_Dataset content_.
==========
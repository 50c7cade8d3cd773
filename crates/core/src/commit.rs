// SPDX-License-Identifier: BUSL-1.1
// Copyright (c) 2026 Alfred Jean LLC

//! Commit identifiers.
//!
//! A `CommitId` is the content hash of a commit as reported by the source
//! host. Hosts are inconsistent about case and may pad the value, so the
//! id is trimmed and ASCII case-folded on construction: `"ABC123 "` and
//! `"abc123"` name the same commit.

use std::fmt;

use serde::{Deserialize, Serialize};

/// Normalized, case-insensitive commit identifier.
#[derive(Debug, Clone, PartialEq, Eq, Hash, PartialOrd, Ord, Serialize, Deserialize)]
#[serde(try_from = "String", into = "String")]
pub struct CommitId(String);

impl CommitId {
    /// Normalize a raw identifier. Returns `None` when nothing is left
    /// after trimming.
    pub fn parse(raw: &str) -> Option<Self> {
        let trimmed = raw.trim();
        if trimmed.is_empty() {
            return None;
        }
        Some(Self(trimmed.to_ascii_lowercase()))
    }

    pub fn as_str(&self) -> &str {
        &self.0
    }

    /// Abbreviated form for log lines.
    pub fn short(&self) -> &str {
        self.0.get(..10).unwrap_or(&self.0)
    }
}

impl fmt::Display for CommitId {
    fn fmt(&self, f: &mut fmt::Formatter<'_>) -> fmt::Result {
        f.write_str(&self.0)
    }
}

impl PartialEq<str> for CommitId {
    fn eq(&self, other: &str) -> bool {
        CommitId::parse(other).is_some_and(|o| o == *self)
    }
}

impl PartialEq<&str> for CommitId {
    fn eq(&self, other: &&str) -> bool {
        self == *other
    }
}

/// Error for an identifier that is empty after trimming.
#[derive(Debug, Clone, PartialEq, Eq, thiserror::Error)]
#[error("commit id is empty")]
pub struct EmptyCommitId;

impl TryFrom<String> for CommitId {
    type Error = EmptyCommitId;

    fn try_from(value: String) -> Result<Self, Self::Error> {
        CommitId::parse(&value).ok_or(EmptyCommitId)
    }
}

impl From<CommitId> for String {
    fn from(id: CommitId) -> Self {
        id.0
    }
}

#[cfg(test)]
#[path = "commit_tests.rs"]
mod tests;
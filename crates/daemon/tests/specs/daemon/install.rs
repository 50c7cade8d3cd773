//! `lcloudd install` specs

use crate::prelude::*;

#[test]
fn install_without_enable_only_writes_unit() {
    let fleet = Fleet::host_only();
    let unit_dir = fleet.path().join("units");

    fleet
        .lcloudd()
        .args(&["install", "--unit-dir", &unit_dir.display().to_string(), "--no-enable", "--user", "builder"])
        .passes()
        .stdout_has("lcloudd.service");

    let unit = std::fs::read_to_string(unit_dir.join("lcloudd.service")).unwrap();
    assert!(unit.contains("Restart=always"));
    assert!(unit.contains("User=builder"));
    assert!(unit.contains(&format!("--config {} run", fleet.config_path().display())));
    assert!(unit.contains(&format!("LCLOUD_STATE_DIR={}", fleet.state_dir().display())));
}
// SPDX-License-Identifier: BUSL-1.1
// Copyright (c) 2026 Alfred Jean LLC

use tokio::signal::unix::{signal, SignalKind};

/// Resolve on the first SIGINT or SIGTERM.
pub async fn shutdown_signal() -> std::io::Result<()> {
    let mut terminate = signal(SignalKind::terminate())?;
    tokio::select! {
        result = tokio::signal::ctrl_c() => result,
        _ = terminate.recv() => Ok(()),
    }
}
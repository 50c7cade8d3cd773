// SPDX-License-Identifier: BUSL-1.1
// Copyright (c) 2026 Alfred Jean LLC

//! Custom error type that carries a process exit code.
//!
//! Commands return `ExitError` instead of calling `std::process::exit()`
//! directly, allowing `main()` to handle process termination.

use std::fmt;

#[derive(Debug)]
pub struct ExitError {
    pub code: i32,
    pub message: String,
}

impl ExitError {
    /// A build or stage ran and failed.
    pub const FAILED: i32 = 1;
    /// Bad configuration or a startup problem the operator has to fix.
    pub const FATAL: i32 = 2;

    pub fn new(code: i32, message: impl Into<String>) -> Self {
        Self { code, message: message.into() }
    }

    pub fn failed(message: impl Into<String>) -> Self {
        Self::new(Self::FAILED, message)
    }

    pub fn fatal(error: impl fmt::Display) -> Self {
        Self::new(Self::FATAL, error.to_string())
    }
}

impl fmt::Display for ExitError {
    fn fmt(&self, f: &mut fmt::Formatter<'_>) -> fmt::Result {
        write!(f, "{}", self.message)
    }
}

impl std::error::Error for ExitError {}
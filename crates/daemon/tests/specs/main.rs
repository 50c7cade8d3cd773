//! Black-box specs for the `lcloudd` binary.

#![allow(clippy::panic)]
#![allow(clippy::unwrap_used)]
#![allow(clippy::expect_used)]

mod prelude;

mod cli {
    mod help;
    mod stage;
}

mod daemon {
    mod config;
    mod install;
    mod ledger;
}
==========
_Your task_. List, from the entries above, every line in which the word "fleet" shows up.

_Solution_.
    let fleet = Fleet::host_only();
    let unit_dir = fleet.path().join("units");
    fleet
    assert!(unit.contains(&format!("--config {} run", fleet.config_path().display())));
    assert!(unit.contains(&format!("LCLOUD_STATE_DIR={}", fleet.state_dir().display())));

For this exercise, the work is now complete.